# PROBLEM TO WORK ON:
Copy each line of the records that includes "StartsWith".

# DATA SHOWN:
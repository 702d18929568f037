// Value matching primitives used when evaluating a condition against one entry

use chrono::Duration;
use crate::filter::tree::{NodeValue, Operator};
use crate::utils::date::parse_stored_date;

/// Generic (case-insensitive) comparison of a stored value against a condition value.
///
/// Stored JSON arrays (multi-select, multi-file uploads) match a positive
/// operator when any element matches, and a negative operator when no
/// element matches its positive counterpart.
pub fn matches_operation(actual: &str, operator: Operator, expected: &NodeValue) -> bool {
    let (operator, expected) = match operator.proxy_target() {
        Some(target) => (target, NodeValue::default()),
        None => (operator, expected.clone()),
    };

    if let Some(items) = json_list(actual) {
        if items.is_empty() {
            return matches_scalar("", operator, &expected);
        }
        return match positive_counterpart(operator) {
            Some(positive) => !items.iter().any(|item| matches_scalar(item, positive, &expected)),
            None => items.iter().any(|item| matches_scalar(item, operator, &expected)),
        };
    }

    matches_scalar(actual, operator, &expected)
}

fn positive_counterpart(operator: Operator) -> Option<Operator> {
    match operator {
        Operator::IsNot => Some(Operator::Is),
        Operator::DoesNotContain => Some(Operator::Contains),
        Operator::NotIn => Some(Operator::In),
        Operator::NotOn => Some(Operator::On),
        _ => None,
    }
}

fn matches_scalar(actual: &str, operator: Operator, expected: &NodeValue) -> bool {
    let actual = actual.to_lowercase();
    let candidates: Vec<String> = expected.items().iter().map(|s| s.to_lowercase()).collect();

    // A list value under is/isnot behaves like in/not-in
    let operator = match (operator, expected) {
        (Operator::Is, NodeValue::List(_)) => Operator::In,
        (Operator::IsNot, NodeValue::List(_)) => Operator::NotIn,
        (op, _) => op,
    };
    let needle = candidates.first().cloned().unwrap_or_default();

    match operator {
        Operator::Is | Operator::On => actual == needle,
        Operator::IsNot | Operator::NotOn => actual != needle,
        Operator::Gt | Operator::After => compare(&actual, &needle) == Some(std::cmp::Ordering::Greater),
        Operator::Lt | Operator::Before => compare(&actual, &needle) == Some(std::cmp::Ordering::Less),
        Operator::Contains => !needle.is_empty() && actual.contains(&needle),
        Operator::DoesNotContain => needle.is_empty() || !actual.contains(&needle),
        Operator::StartsWith => !needle.is_empty() && actual.starts_with(&needle),
        Operator::EndsWith => !needle.is_empty() && actual.ends_with(&needle),
        Operator::In => candidates.iter().any(|c| *c == actual),
        Operator::NotIn => !candidates.iter().any(|c| *c == actual),
        Operator::IsEmpty => actual.is_empty(),
        Operator::IsNotEmpty => !actual.is_empty(),
    }
}

/// Numeric comparison when both sides are numbers, string comparison otherwise
fn compare(actual: &str, expected: &str) -> Option<std::cmp::Ordering> {
    if actual.is_empty() {
        return None;
    }
    match (actual.trim().parse::<f64>(), expected.trim().parse::<f64>()) {
        (Ok(a), Ok(b)) => a.partial_cmp(&b),
        _ => Some(actual.cmp(expected)),
    }
}

fn json_list(actual: &str) -> Option<Vec<String>> {
    let trimmed = actual.trim();
    if !trimmed.starts_with('[') {
        return None;
    }
    let items: Vec<serde_json::Value> = serde_json::from_str(trimmed).ok()?;
    Some(
        items
            .into_iter()
            .map(|v| match v {
                serde_json::Value::String(s) => s,
                other => other.to_string(),
            })
            .collect(),
    )
}

/// Date-aware comparison. `is`/`on` test whether the stored instant falls in
/// the day starting at the expected instant (a site-local midnight already
/// converted to UTC); `before`/`after` (and `<`/`>`) compare instants. An entry without a date never matches a
/// positive date condition and always matches a negative one.
pub fn matches_date(actual: &str, operator: Operator, expected: &NodeValue) -> bool {
    let (operator, expected) = match operator.proxy_target() {
        Some(target) => (target, NodeValue::default()),
        None => (operator, expected.clone()),
    };

    let expected_text = expected.as_text().unwrap_or_default();
    if expected_text.is_empty() {
        return match operator {
            Operator::Is | Operator::On => actual.trim().is_empty(),
            Operator::IsNot | Operator::NotOn => !actual.trim().is_empty(),
            _ => false,
        };
    }

    let Some(expected_dt) = parse_stored_date(expected_text) else {
        return matches_operation(actual, operator, &expected);
    };

    let Some(actual_dt) = parse_stored_date(actual) else {
        return operator.is_negative();
    };

    let same_day = expected_dt
        .checked_add_signed(Duration::days(1))
        .is_some_and(|end| actual_dt >= expected_dt && actual_dt < end);
    match operator {
        Operator::Is | Operator::On => same_day,
        Operator::IsNot | Operator::NotOn => !same_day,
        Operator::Before | Operator::Lt => actual_dt < expected_dt,
        Operator::After | Operator::Gt => actual_dt > expected_dt,
        other => matches_operation(actual, other, &expected),
    }
}

#[cfg(test)]
mod tests {
    use super::*;

    fn text(s: &str) -> NodeValue {
        NodeValue::text(s)
    }

    #[test]
    fn test_equality_is_case_insensitive() {
        assert!(matches_operation("Red", Operator::Is, &text("red")));
        assert!(!matches_operation("Red", Operator::IsNot, &text("RED")));
        assert!(matches_operation("", Operator::Is, &text("")));
    }

    #[test]
    fn test_numeric_and_string_ordering() {
        assert!(matches_operation("10", Operator::Gt, &text("9")));
        assert!(!matches_operation("10", Operator::Lt, &text("9")));
        assert!(matches_operation("b", Operator::Gt, &text("a")));
        assert!(!matches_operation("", Operator::Lt, &text("5")));
    }

    #[test]
    fn test_substring_operators_need_a_needle() {
        assert!(matches_operation("Hello World", Operator::Contains, &text("world")));
        assert!(!matches_operation("Hello", Operator::Contains, &text("")));
        assert!(matches_operation("Hello", Operator::StartsWith, &text("he")));
        assert!(matches_operation("Hello", Operator::EndsWith, &text("LO")));
        assert!(matches_operation("Hello", Operator::DoesNotContain, &text("xyz")));
    }

    #[test]
    fn test_list_values() {
        let list = NodeValue::List(vec!["3".to_string(), "4".to_string()]);
        assert!(matches_operation("4", Operator::In, &list));
        assert!(!matches_operation("5", Operator::In, &list));
        assert!(matches_operation("5", Operator::NotIn, &list));
        assert!(matches_operation("3", Operator::Is, &list));
    }

    #[test]
    fn test_stored_json_arrays() {
        let stored = r#"["Red","Blue"]"#;
        assert!(matches_operation(stored, Operator::Is, &text("blue")));
        assert!(!matches_operation(stored, Operator::IsNot, &text("blue")));
        assert!(matches_operation(stored, Operator::IsNot, &text("green")));
        assert!(matches_operation("[]", Operator::Is, &text("")));
    }

    #[test]
    fn test_proxy_operators_match_like_empty_comparisons() {
        for actual in ["", "x", "[]"] {
            assert_eq!(
                matches_operation(actual, Operator::IsEmpty, &text("anything")),
                matches_operation(actual, Operator::Is, &text(""))
            );
            assert_eq!(
                matches_operation(actual, Operator::IsNotEmpty, &text("anything")),
                matches_operation(actual, Operator::IsNot, &text(""))
            );
        }
    }

    #[test]
    fn test_date_matching() {
        let stored = "2026-03-15 14:30:00";
        assert!(matches_date(stored, Operator::Is, &text("2026-03-15 00:00:00")));
        assert!(matches_date(stored, Operator::On, &text("2026-03-15")));
        assert!(matches_date(stored, Operator::NotOn, &text("2026-03-16")));
        assert!(matches_date(stored, Operator::Before, &text("2026-03-16")));
        assert!(matches_date(stored, Operator::After, &text("2026-03-15 10:00:00")));
        assert!(!matches_date(stored, Operator::After, &text("2026-03-16")));
    }

    #[test]
    fn test_day_window_starts_at_local_midnight() {
        // Site at +02:00: 2026-01-10 local begins at 2026-01-09 22:00 UTC
        let day = text("2026-01-09 22:00:00");
        assert!(matches_date("2026-01-10 08:00:00", Operator::On, &day));
        assert!(matches_date("2026-01-09 22:00:00", Operator::Is, &day));
        assert!(matches_date("2026-01-10 21:59:59", Operator::On, &day));
        assert!(!matches_date("2026-01-10 22:00:00", Operator::On, &day));
        assert!(!matches_date("2026-01-09 21:59:59", Operator::On, &day));
        assert!(matches_date("2026-01-09 21:00:00", Operator::NotOn, &day));
        assert!(!matches_date("2026-01-10 08:00:00", Operator::IsNot, &day));
    }

    #[test]
    fn test_date_matching_without_stored_date() {
        assert!(!matches_date("", Operator::Before, &text("2026-03-16")));
        assert!(matches_date("", Operator::IsNot, &text("2026-03-16")));
        assert!(matches_date("", Operator::IsEmpty, &text("ignored")));
        assert!(!matches_date("2026-03-15", Operator::IsEmpty, &text("ignored")));
    }
}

# FINAL ANSWER:
        Operator::StartsWith => !needle.is_empty() && actual.starts_with(&needle),
        assert!(matches_operation("Hello", Operator::StartsWith, &text("he")));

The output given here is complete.